# The future of the computer repair biz? Weigh in...



## Blade_Jones

With the prices of computers dropping year after year will there come a day when the "computer repair guy" becomes like the "TV set repair guy" of yesteryear? Will a computer be like one big field replaceable unit? I look at places like Geek Squad charging $200 to diagnose and repair a computer. Soon a decent new computer will cost only $200. You really can't go wrong when buying a cheap new computer when compared to what was available even 6 years ago. New computers are as low as $300. 

All in all I think people are always gonna have a thirst for the latest and fastest technology, then when it breaks down it will always be more cost effective to have it repaired than to toss it. 

One thing that seems like it will never become obsolete is data recovery.


----------



## bilbus

computers are not tvs, tvs do not store personal files.

If it was not for the programs loaded and personal files then yes when they break you buy a new one.

There is no money in being a computer tech .. its an entry level job.


----------



## Blade_Jones

> There is no money in being a computer tech .. its an entry level job.


At $15 an hour I would agree, but what about if you can run your own repair business?


----------



## bilbus

owning a entry level buisness is not much better. Why not study and get a better job?

You are making $15 an hour repairing computers (home computers?) Wow you are doing really good.
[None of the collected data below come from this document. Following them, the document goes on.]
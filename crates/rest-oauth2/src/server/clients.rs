//! Admin API for registered clients.

use std::sync::Arc;

use axum::{
    Json,
    extract::{Path, State},
    http::StatusCode,
    response::IntoResponse,
};
use chrono::{DateTime, Utc};
use serde::Serialize;

use super::middleware::RequireIdentity;
use super::transport::HttpState;
use crate::error::{OAuthError, OAuthResult};
use crate::identity::{IdentityId, Principal};
use crate::models::{Client, ClientStatus, ClientType};
use crate::policy::{Action, Resource};
use crate::registry::{ClientUpdate, NewClient};

/// Client representation returned by the admin API.
#[derive(Debug, Serialize)]
pub struct ClientView {
    pub id: String,
    pub name: String,
    pub description: String,
    #[serde(rename = "type")]
    pub client_type: ClientType,
    pub status: ClientStatus,
    pub redirect_uris: Vec<String>,
    #[serde(skip_serializing_if = "Option::is_none")]
    pub secret: Option<String>,
    pub owner: Option<IdentityId>,
    pub created_at: DateTime<Utc>,
}

impl From<Client> for ClientView {
    fn from(client: Client) -> Self {
        Self {
            id: client.id,
            name: client.name,
            description: client.description,
            client_type: client.client_type,
            status: client.status,
            redirect_uris: client.redirect_uris,
            secret: client.secret,
            owner: client.owner,
            created_at: client.created_at,
        }
    }
}

/// `GET /oauth2/clients`
///
/// Everything for client managers, otherwise the caller's own clients.
pub async fn list_clients(
    State(state): State<Arc<HttpState>>,
    RequireIdentity(principal): RequireIdentity,
) -> OAuthResult<impl IntoResponse> {
    let clients = if state.policy.can(&principal, Action::ManageClients, Resource::Clients) {
        state.ctx.registry.list().await?
    } else {
        state.ctx.registry.list_for_owner(&principal.id).await?
    };
    Ok(Json(clients.into_iter().map(ClientView::from).collect::<Vec<_>>()))
}

/// `POST /oauth2/clients`
pub async fn create_client(
    State(state): State<Arc<HttpState>>,
    RequireIdentity(principal): RequireIdentity,
    Json(body): Json<NewClient>,
) -> OAuthResult<impl IntoResponse> {
    if !state.policy.can(&principal, Action::ManageClients, Resource::Clients) {
        return Err(OAuthError::Forbidden);
    }
    let client = state.ctx.registry.create(body, &principal.id).await?;
    Ok((StatusCode::CREATED, Json(ClientView::from(client))))
}

/// `GET /oauth2/clients/{id}`
pub async fn get_client(
    State(state): State<Arc<HttpState>>,
    RequireIdentity(principal): RequireIdentity,
    Path(id): Path<String>,
) -> OAuthResult<impl IntoResponse> {
    let client = managed_client(&state, &principal, &id).await?;
    Ok(Json(ClientView::from(client)))
}

/// `PUT /oauth2/clients/{id}`
pub async fn update_client(
    State(state): State<Arc<HttpState>>,
    RequireIdentity(principal): RequireIdentity,
    Path(id): Path<String>,
    Json(body): Json<ClientUpdate>,
) -> OAuthResult<impl IntoResponse> {
    let client = managed_client(&state, &principal, &id).await?;
    let updated = state.ctx.registry.update(&client, body).await?;
    Ok(Json(ClientView::from(updated)))
}

/// `DELETE /oauth2/clients/{id}`
pub async fn delete_client(
    State(state): State<Arc<HttpState>>,
    RequireIdentity(principal): RequireIdentity,
    Path(id): Path<String>,
) -> OAuthResult<impl IntoResponse> {
    let client = managed_client(&state, &principal, &id).await?;
    let deleted = state.ctx.registry.delete(&client).await?;
    Ok(Json(serde_json::json!({ "deleted": deleted })))
}

/// `POST /oauth2/clients/{id}/approve`
pub async fn approve_client(
    State(state): State<Arc<HttpState>>,
    RequireIdentity(principal): RequireIdentity,
    Path(id): Path<String>,
) -> OAuthResult<impl IntoResponse> {
    let client = state.ctx.registry.get_by_id(&id).await?;
    if !state.policy.can(&principal, Action::ApproveClients, Resource::Client(&client)) {
        return Err(OAuthError::Forbidden);
    }
    let approved = state.ctx.registry.approve(&client).await?;
    Ok(Json(ClientView::from(approved)))
}

/// `POST /oauth2/clients/{id}/regenerate-secret`
pub async fn regenerate_secret(
    State(state): State<Arc<HttpState>>,
    RequireIdentity(principal): RequireIdentity,
    Path(id): Path<String>,
) -> OAuthResult<impl IntoResponse> {
    let client = managed_client(&state, &principal, &id).await?;
    let updated = state.ctx.registry.regenerate_secret(&client).await?;
    Ok(Json(ClientView::from(updated)))
}

async fn managed_client(state: &HttpState, principal: &Principal, id: &str) -> OAuthResult<Client> {
    let client = state.ctx.registry.get_by_id(id).await?;
    if !state.policy.can(principal, Action::ManageClients, Resource::Client(&client)) {
        return Err(OAuthError::Forbidden);
    }
    Ok(client)
}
You could easly double that by working in corp IT.


----------



## markiemark66

Blade_Jones,

that is an interesting question. To some extent computer will be like tv's in that they will continue to get cheaper but that balances with the increasing sophistication of computers. It's the personal info on them that is and will be a concern like bilbus says.

Bilbus,

I disagree. I say owning a pc repair company is better than working for a corp. Who wants the long hours commuting to the city and working for someone else? There's alot to be said for being your own boss, no matter what the function. And if money is the bottom line here, not the love of computers, then a better avenue could be found.


----------



## bilbus

so you would prefer to work long hours repairing computers? That would be the worst job i could think of.

Fixing computers is entry level. Why anyone would want to do help desk or fix computers is beyond my understanding.

Go learn servers, routing, sans, sql, or something else. You can make up wards of 100k a year with those.

If you learn enough, and are skilled you can easily earn 75k+ with 5 or so years of xp.

Love of computers? You love fixing old people's crappy desktops?

I perfer to work on routers and servers .. much much more fun.


----------



## markiemark66

bilbus, the thought of working on large scale systems does sound like fun. On that we can agree. However working for a corporation to get more money om something besides entry level is unappealing to me. Thanks.


----------



## bilbus

Whats wrong with a corporation?

Fixing computers is a low skill job, if you are happy with not pushing your self .. then perhaps thats the route for you.


----------



## Blade_Jones

If you run your own repair business you won't be making $15 an hour or commuting into the city day after day 9 - 5 to work for the man.


----------



## markiemark66

I am strictly writing about working for a corp. Usually it lacks autonomy and those that stick out too far get whacked and they don’t allow you to set your own hours.

But it isn't so much just fixing pcs as being your own boss and offer other services as well, like web design or consulting.


----------



## bilbus

lol, so you just don't like working for a corporation ... Have you ever even worked in a corporation? Have you gotten fired for sticking your neck out?

As for working your own hours, what do you expect ... business does not work on your own hours. I know of no one that got fired for sticking their head out. If you are referring to politics, sure there is .. but thats life. 

As for small business consulting, its not your own hours also. Many times I have had to drop everything and go fix things on my days off.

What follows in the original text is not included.